Wow, thanks for the great feedback. I had a chance to get online a day early this week, so here I am....with photos and a diagram. Tomorrow i walk to the city and will use the library to check online. 

I bought my MS180 2 years ago, that was the first time I ever used a chainsaw in my life. Not opposed to sawing, just never had a need. Anway the manual came in Portuguese, since i live on a portuguese island...and i do not speak portuguese...so i figured out how to work it myself and proceeded to cut an acre of jungle. mainly incenso and acatia trees spread over a 45 degree mountainside. at the time there was not internet so i could not get online to get an english manual or ask questions.
i made a lot of mistakes, but now i KNOW why i do NOT do certain things, that I now have read about. Now I bought a MS660 for the larger euks, although i did drop a 130 cm tree with my 35 bar. landed in my bathroom when the winch snapped! Anyway, on to the problem at hand.

There were a lot of posts, so let me try to make sense of some of the common ideas.

basically, ALWAYS use a notch.

also the tree has a diameter of 75 cm.

the "pro" i hired to fell the two trees that landed in our garden was recommended to me, so i did not check his credentials well. my mistake. on an island of 4000 there are few pros at anything other than fishing and dairy.

you need photos to make sense of what i am talking about...so here they are.
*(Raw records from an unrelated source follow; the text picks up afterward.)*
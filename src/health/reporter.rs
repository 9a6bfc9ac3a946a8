//! Health snapshot of the relay and correlation state.

use std::sync::Arc;

use serde::Serialize;

use crate::relay::registry::ConnectionRegistry;
use crate::tasks::correlator::TaskCorrelator;

/// Point-in-time gateway health.
#[derive(Debug, Clone, Serialize)]
pub struct HealthSnapshot {
    pub status: &'static str,
    pub connections: usize,
    #[serde(rename = "pendingTasks")]
    pub pending_tasks: usize,
}

/// Pure read over the registry and correlator; no side effects.
#[derive(Clone)]
pub struct HealthReporter {
    registry: Arc<ConnectionRegistry>,
    correlator: Arc<TaskCorrelator>,
}

impl HealthReporter {
    pub fn new(registry: Arc<ConnectionRegistry>, correlator: Arc<TaskCorrelator>) -> Self {
        Self {
            registry,
            correlator,
        }
    }

    pub fn snapshot(&self) -> HealthSnapshot {
        HealthSnapshot {
            status: "ok",
            connections: self.registry.count(),
            pending_tasks: self.correlator.pending_count(),
        }
    }
}

#[cfg(test)]
mod tests {
    use super::*;
    use std::time::Duration;

    #[test]
    fn snapshot_reads_both_counts() {
        let registry = Arc::new(ConnectionRegistry::new());
        let correlator = Arc::new(TaskCorrelator::new(Duration::from_secs(60)));
        let reporter = HealthReporter::new(registry, correlator);

        let snapshot = reporter.snapshot();
        assert_eq!(snapshot.status, "ok");
        assert_eq!(snapshot.connections, 0);
        assert_eq!(snapshot.pending_tasks, 0);

        let value = serde_json::to_value(&snapshot).expect("serialize");
        assert_eq!(value["pendingTasks"], 0);
    }
}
first, the last euk i cut using "my method". the trunk is uphill of the stump against the natural lean and weight, nearly identical to present problem tree.






now the problem tree.


















or all the photos are on photobucket here
http://s628.photobucket.com/albums/uu3/magnusflores/

thanks allot for the input, i need help.
trust me, if there were a pro to hire here i would! 
not proud, just can´t find good help these days.


----------



## Toddppm (Oct 7, 2009)

I don't remember what you said your winch is attached to but I get the feeling it's going to end up at the bottom of that hill with one of those trees.


----------



## SINGLE-JACK (Oct 7, 2009)

rmihalek said:


> On a tree with a heavy lean, you can try the *Coos Bay cut*. Basically, you make two cuts, one on either side of the stem, parallel to the direction of the lean. You fell the tree by then sawing in from the back towards to intended direction of falling. I'm sure there's a diagram somewhere here on AS or elsewhere on the 'net.
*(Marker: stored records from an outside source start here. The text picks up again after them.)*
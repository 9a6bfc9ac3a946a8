//! Live relay session tracking.

use std::sync::Arc;

use dashmap::DashMap;
use tokio::sync::mpsc;

/// One live relay session.
#[derive(Debug)]
pub struct Connection {
    /// The task this session relays events for.
    pub task_id: String,
    /// Downstream destination for relayed event payloads.
    pub sink: mpsc::Sender<String>,
}

/// Process-wide table of live relay sessions, keyed by connection id.
///
/// Concurrent sessions use distinct ids, so per-key synchronization is
/// enough; callers never see the backing map.
#[derive(Debug, Default)]
pub struct ConnectionRegistry {
    sessions: DashMap<String, Connection>,
}

impl ConnectionRegistry {
    pub fn new() -> Self {
        Self::default()
    }

    /// Insert a session and return a guard that removes it again when
    /// dropped. The guard is the only removal path, so an entry exists for
    /// exactly the lifetime between stream-open and stream-close/error.
    pub fn register(self: &Arc<Self>, id: String, connection: Connection) -> ConnectionGuard {
        tracing::debug!(connection_id = %id, task_id = %connection.task_id, "connection registered");
        self.sessions.insert(id.clone(), connection);
        ConnectionGuard {
            registry: self.clone(),
            id,
        }
    }

    fn remove(&self, id: &str) {
        if self.sessions.remove(id).is_some() {
            tracing::debug!(connection_id = %id, "connection removed");
        }
    }

    /// Number of live sessions.
    pub fn count(&self) -> usize {
        self.sessions.len()
    }
}

/// RAII guard for one registry entry.
///
/// Created only after the upstream stream is open, so cleanup never runs
/// for an id that was never registered.
#[derive(Debug)]
pub struct ConnectionGuard {
    registry: Arc<ConnectionRegistry>,
    id: String,
}

impl ConnectionGuard {
    pub fn id(&self) -> &str {
        &self.id
    }
}

impl Drop for ConnectionGuard {
    fn drop(&mut self) {
        self.registry.remove(&self.id);
    }
}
Isn't this the same situation that *magnus* has described in his thread in the Arborist 101 Forum:
http://www.arboristsite.com/showthread.php?t=110665

If so, a 'Coos Bay cut' would put the trees exactly where *magnus * does NOT want them. 
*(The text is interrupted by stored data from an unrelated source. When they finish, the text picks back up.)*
//! Gateway error taxonomy.
//!
//! # Propagation Policy
//! - Per-event failures (frame decode, webhook delivery) are contained at
//!   the event level: logged where they occur, never surfaced to a client.
//! - Session-level failures abort only their own session and are surfaced
//!   once, to whichever caller initiated it.
//! - The synchronous submission call surfaces exactly one of: success
//!   result, timeout, or a single upstream/dispatch error.

use axum::http::StatusCode;
use axum::response::{IntoResponse, Response};
use axum::Json;
use serde_json::json;
use thiserror::Error;

/// Errors surfaced on the gateway HTTP surface.
#[derive(Debug, Error)]
pub enum GatewayError {
    /// A required client parameter is absent or empty.
    #[error("Missing {0} parameter")]
    MissingParameter(&'static str),

    /// Could not open the upstream event stream, or it answered with a
    /// non-success status.
    #[error("upstream stream connection failed: {0}")]
    UpstreamConnectionFailure(String),

    /// The task-submission call to the backend failed or was rejected.
    #[error("upstream dispatch failed: {0}")]
    UpstreamDispatchFailure(String),

    /// No completion signal arrived within the deadline.
    #[error("Task timeout")]
    TaskTimeout,
}

impl GatewayError {
    /// HTTP status code for this error.
    pub fn status_code(&self) -> StatusCode {
        match self {
            GatewayError::MissingParameter(_) => StatusCode::BAD_REQUEST,
            GatewayError::UpstreamConnectionFailure(_) | GatewayError::UpstreamDispatchFailure(_) => {
                StatusCode::INTERNAL_SERVER_ERROR
            }
            GatewayError::TaskTimeout => StatusCode::REQUEST_TIMEOUT,
        }
    }

    /// Message exposed in the JSON error body. Upstream details stay in the
    /// logs; clients get a stable, opaque string.
    fn client_message(&self) -> String {
        match self {
            GatewayError::MissingParameter(param) => format!("Missing {param} parameter"),
            GatewayError::UpstreamConnectionFailure(_) | GatewayError::UpstreamDispatchFailure(_) => {
                "Failed to perform action".to_string()
            }
            GatewayError::TaskTimeout => "Task timeout".to_string(),
        }
    }
}

impl IntoResponse for GatewayError {
    fn into_response(self) -> Response {
        let status = self.status_code();
        let body = Json(json!({ "error": self.client_message() }));
        (status, body).into_response()
    }
}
A Coos Bay cut works for dropping a lot of trees in a hurry in the direction of lean (usually down hill). It is illegal in many areas because there is minimal (or no) control of the direction fall. *This a very risky recommendation!*


----------



## Blakesmaster (Oct 7, 2009)

Wow. I'd find a climber.


----------



## SINGLE-JACK (Oct 7, 2009)

Blakesmaster said:


> Wow. I'd find a climber.


:agree2:

*Magnus, please don't climb those trees!!!*


----------



## Bermie (Oct 8, 2009)

Hey Magnus..we get the 'pro's' from St. Miguel that come to Bermuda...they come out as farmers...next thing they got a chainsaw and are tree pro's!!

You NEED a face cut...do more research...here and go on the chainsaw forum and do a seach on leaning trees.

I understand your predicament, it's you or Tony Joe and Frank, some rope and a ladder...Keep Researching!

BTW the Azores are simply beautiful...been to Horta in Fial...yes, on a sailboat, our painting is on the seawall somewhere!


----------



## John Paul Sanborn (Oct 8, 2009)

I've done a little reading on the Coos Bay cut, and it seems to me that it's sole purpose is to get a leaner down fast, before it will barberschair. As Jerry B. puts it you "cut like heck on the back cut and it tears and rips to scare the stuffing out of you"

If you want to directional fall, then you need a hinge and scarf.


----------



## SINGLE-JACK (Oct 8, 2009)

John Paul Sanborn said:


> I've done a little reading on the *Coos Bay cut*, and it seems to me that it's sole purpose is to get a leaner down fast, before it will barberschair. *As Jerry B. puts it you "cut like heck on the back cut and it tears and rips to scare the stuffing out of you"*
> If you want to directional fall, then you need a hinge and scarf.



:agree2:
If the Coos Bay cut scares the stuffing out of Jerry B., it's got to be a BAD IDEA for us mere mortals - especially a newby.

That being said, it is a fast way to clear an old orchard of small apple trees. But, they are little more than shrubs anyway. Again IMHO, cutting shrubbery is the only time when it is appropriate to NOT use a felling notch.

*Now back to Magnus' serious problem - dangerous trees (NOT SHRUBBERY) that have to come down - no reliable removal services available - no experience with this kind of takedown. It would be horrible to read about it on the injury forum.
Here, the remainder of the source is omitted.